Polymorphism within the 5’UTR genomic region of hepatitis G virus (HGV) isolated from beta-thalassemia population in Iraq

Abstract

Introduction and Aim: Beta-thalassemia patients develop chronic infections due to the hepatitis G virus (HGV), due to frequent blood transfusions. This study aimed to isolate these viruses from beta-thalassemia Iraqi patients and investigate into the 5'UTR genomic region of the virus to investigate the prevalent genotypes in this region.   Materials and Methods: The study included 154 beta-thalassemia patients. Blood samples were collected from each individual participating in this study.

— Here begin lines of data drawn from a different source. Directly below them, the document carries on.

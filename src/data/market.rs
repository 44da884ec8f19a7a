use polars::prelude::{DataFrame, DataType, SortMultipleOptions};
use strum::IntoEnumIterator;

use crate::{
    data::columns::{DerivedCol, FeatureKind, OhlcvCol, is_order_column},
    error::{DataError, SystemError, TraderResult},
    math::{
        rolling::{StreamingIndicator, StreamingStd},
        stats::safe_div,
    },
};

/// A single numeric column of the input table, tagged with how it normalizes.
#[derive(Debug, Clone, PartialEq)]
pub struct FeatureColumn {
    pub name: String,
    pub kind: FeatureKind,
    pub values: Vec<f64>,
}

/// The time-ordered, numeric view of an input table that the core works on.
///
/// Built once from a polars [`DataFrame`]. Base OHLCV columns are mandatory;
/// any other numeric column is carried along as an optional feature.
/// `returns` and `volatility` are always derived from `close`.
#[derive(Debug, Clone)]
pub struct MarketData {
    columns: Vec<FeatureColumn>,
    close_idx: usize,
    volatility_idx: usize,
    len: usize,
}

impl MarketData {
    /// Extracts and validates the table.
    ///
    /// # Errors
    /// - [`DataError::MissingColumn`] if any of `open, high, low, close, volume` is absent.
    /// - [`DataError::DataFrame`] if a base column holds no finite values at all.
    #[tracing::instrument(skip(df), fields(rows = df.height(), cols = df.width()))]
    pub fn from_df(df: &DataFrame, volatility_window: usize) -> TraderResult<Self> {
        let names: Vec<String> = df
            .get_column_names()
            .iter()
            .map(|s| s.to_string())
            .collect();

        let resolve = |wanted: &str| {
            names
                .iter()
                .find(|n| n.eq_ignore_ascii_case(wanted))
                .cloned()
        };

        let mut base = Vec::with_capacity(5);
        for col in OhlcvCol::iter() {
            let name = resolve(col.as_str())
                .ok_or_else(|| DataError::MissingColumn(col.as_str().to_string()))?;
            base.push((col, name));
        }

        let sorted = match names.iter().find(|n| is_order_column(n)) {
            Some(order_col) => df
                .sort([order_col.as_str()], SortMultipleOptions::default())
                .map_err(|e| DataError::DataFrame(e.to_string()))?,
            None => df.clone(),
        };

        let mut columns = Vec::with_capacity(names.len() + 2);
        for (col, name) in &base {
            let mut values = column_as_f64(&sorted, name)?;
            if !fill_gaps(&mut values) {
                return Err(DataError::DataFrame(format!(
                    "column '{name}' contains no finite values"
                ))
                .into());
            }
            columns.push(FeatureColumn {
                name: col.as_str().to_string(),
                kind: FeatureKind::classify(col.as_str()),
                values,
            });
        }

        for name in &names {
            let is_base = base.iter().any(|(_, b)| b == name);
            if is_base || is_order_column(name) || !is_numeric(&sorted, name)? {
                continue;
            }
            columns.push(FeatureColumn {
                name: name.clone(),
                kind: FeatureKind::classify(name),
                values: column_as_f64(&sorted, name)?,
            });
        }

        let close_idx = columns
            .iter()
            .position(|c| c.name == OhlcvCol::Close.as_str())
            .ok_or_else(|| {
                SystemError::InvariantViolation("close column lost during extraction".to_string())
            })?;
        let returns = simple_returns(&columns[close_idx].values);
        let volatility = rolling_std(&returns, volatility_window);

        columns.retain(|c| {
            c.name != DerivedCol::Returns.as_str() && c.name != DerivedCol::Volatility.as_str()
        });
        columns.push(FeatureColumn {
            name: DerivedCol::Returns.as_str().to_string(),
            kind: FeatureKind::Unbounded,
            values: returns,
        });
        columns.push(FeatureColumn {
            name: DerivedCol::Volatility.as_str().to_string(),
            kind: FeatureKind::Unbounded,
            values: volatility,
        });
        let volatility_idx = columns.len() - 1;

        tracing::debug!(
            features = columns.len(),
            "Market data loaded with derived returns and volatility"
        );

        Ok(Self {
            len: sorted.height(),
            columns,
            close_idx,
            volatility_idx,
        })
    }

    pub fn len(&self) -> usize {
        self.len
    }

    pub fn is_empty(&self) -> bool {
        self.len == 0
    }

    pub fn columns(&self) -> &[FeatureColumn] {
        &self.columns
    }

    pub fn feature_names(&self) -> Vec<&str> {
        self.columns.iter().map(|c| c.name.as_str()).collect()
    }

    pub fn close(&self) -> &[f64] {
        &self.columns[self.close_idx].values
    }

    /// Close price at `idx`, clamped to the last bar.
    pub fn close_at(&self, idx: usize) -> f64 {
        let close = self.close();
        close[idx.min(close.len().saturating_sub(1))]
    }

    /// Raw volatility series; warm-up rows are `NaN`.
    pub fn volatility(&self) -> &[f64] {
        &self.columns[self.volatility_idx].values
    }

    /// Volatility at `idx`, with warm-up rows reported as `0.0`.
    pub fn volatility_at(&self, idx: usize) -> f64 {
        self.volatility()
            .get(idx)
            .copied()
            .filter(|v| v.is_finite())
            .unwrap_or(0.0)
    }
}

// ================================================================================================
// Helpers
// ================================================================================================

fn is_numeric(df: &DataFrame, name: &str) -> TraderResult<bool> {
    let dtype = df
        .column(name)
        .map_err(|e| DataError::DataFrame(e.to_string()))?
        .dtype()
        .clone();
    Ok(dtype.is_float() || dtype.is_integer())
}

fn column_as_f64(df: &DataFrame, name: &str) -> TraderResult<Vec<f64>> {
    let casted = df
        .column(name)
        .map_err(|e| DataError::DataFrame(e.to_string()))?
        .cast(&DataType::Float64)
        .map_err(|e| DataError::DataFrame(e.to_string()))?;
    let ca = casted
        .f64()
        .map_err(|e| DataError::DataFrame(e.to_string()))?;
    Ok(ca.into_iter().map(|v| v.unwrap_or(f64::NAN)).collect())
}

/// Forward-fills non-finite values, back-filling any leading gap with the
/// first finite value. Returns `false` if nothing finite exists.
fn fill_gaps(values: &mut [f64]) -> bool {
    let Some(first) = values.iter().copied().find(|v| v.is_finite()) else {
        return false;
    };
    let mut last = first;
    for v in values.iter_mut() {
        if v.is_finite() {
            last = *v;
        } else {
            *v = last;
        }
    }
    true
}

fn simple_returns(close: &[f64]) -> Vec<f64> {
    let mut out = Vec::with_capacity(close.len());
    out.push(0.0);
    out.extend(
        close
            .windows(2)
            .map(|w| safe_div(w[1] - w[0], w[0], 0.0)),
    );
    out.truncate(close.len());
    out
}

fn rolling_std(values: &[f64], window: usize) -> Vec<f64> {
    let mut std = StreamingStd::new(window);
    values
        .iter()
        .map(|v| std.update(*v).unwrap_or(f64::NAN))
        .collect()
}

#[cfg(test)]
mod tests {
    use polars::df;

    use super::*;
    use crate::error::{ErrorKind, TraderError};

    fn table(n: usize) -> DataFrame {
        let close: Vec<f64> = (0..n).map(|i| 100.0 + i as f64).collect();
        df!(
            "timestamp" => (0..n as i64).rev().collect::<Vec<_>>(),
            "open" => close.clone(),
            "high" => close.iter().map(|c| c + 1.0).collect::<Vec<_>>(),
            "low" => close.iter().map(|c| c - 1.0).collect::<Vec<_>>(),
            "close" => close.clone(),
            "volume" => vec![1_000_i64; n],
            "rsi_14" => vec![55.0; n],
            "note" => vec!["x"; n],
        )
        .unwrap()
    }

    #[test]
    fn missing_base_column_is_fatal() {
        let df = df!(
            "open" => [1.0, 2.0],
            "high" => [1.0, 2.0],
            "low" => [1.0, 2.0],
            "volume" => [1.0, 2.0],
        )
        .unwrap();
        let err = MarketData::from_df(&df, 20).unwrap_err();
        assert_eq!(err.kind(), ErrorKind::MissingColumn);
        assert!(matches!(
            err,
            TraderError::Data(DataError::MissingColumn(ref c)) if c == "close"
        ));
    }

    #[test]
    fn sorts_by_timestamp_and_derives_columns() {
        let data = MarketData::from_df(&table(30), 5).unwrap();
        assert_eq!(data.len(), 30);
        // timestamps were descending, so sorting reverses the close series
        assert_eq!(data.close()[0], 129.0);
        assert_eq!(data.close()[29], 100.0);

        let names = data.feature_names();
        assert_eq!(
            names,
            vec![
                "open", "high", "low", "close", "volume", "rsi_14", "returns", "volatility"
            ]
        );
        assert!(data.volatility()[3].is_nan());
        assert!(data.volatility()[4].is_finite());
        assert_eq!(data.volatility_at(0), 0.0);
    }

    #[test]
    fn gaps_in_close_are_forward_filled() {
        let mut v = vec![f64::NAN, 2.0, f64::NAN, 4.0];
        assert!(fill_gaps(&mut v));
        assert_eq!(v, vec![2.0, 2.0, 2.0, 4.0]);
        assert!(!fill_gaps(&mut [f64::NAN]));
    }

    #[test]
    fn returns_guard_zero_price() {
        assert_eq!(simple_returns(&[0.0, 1.0, 2.0]), vec![0.0, 0.0, 1.0]);
    }
}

Genomic RNA was isolated and subjected to cDNA synthesis. The 5' untranslated region (5' UTR) of the DNA was amplified by polymerase chain reaction using specific HGV primers and sent for sequencing. The sequences were genotyped using bioinformatics tools.     Results: The results showed hepatitis G virus infection to be prevalent in 18.2% of the beta-thalassemia patients. Sequencing and alignment of the HGV 5'UTR sequences showed several nucleotide variations. A phylogenetic analysis revealed the following HGV genotypes to infect beta-thalassemia patients genotype 4(58.3%), genotype 2b (33.3%) and genotype 1b (8.3%).   Conclusion: Genotyping of the 5'UTR region of the HGV gene showed the genotypes 1b, 2b and 4 to be prevalent among beta-thalassemia patients in Iraq.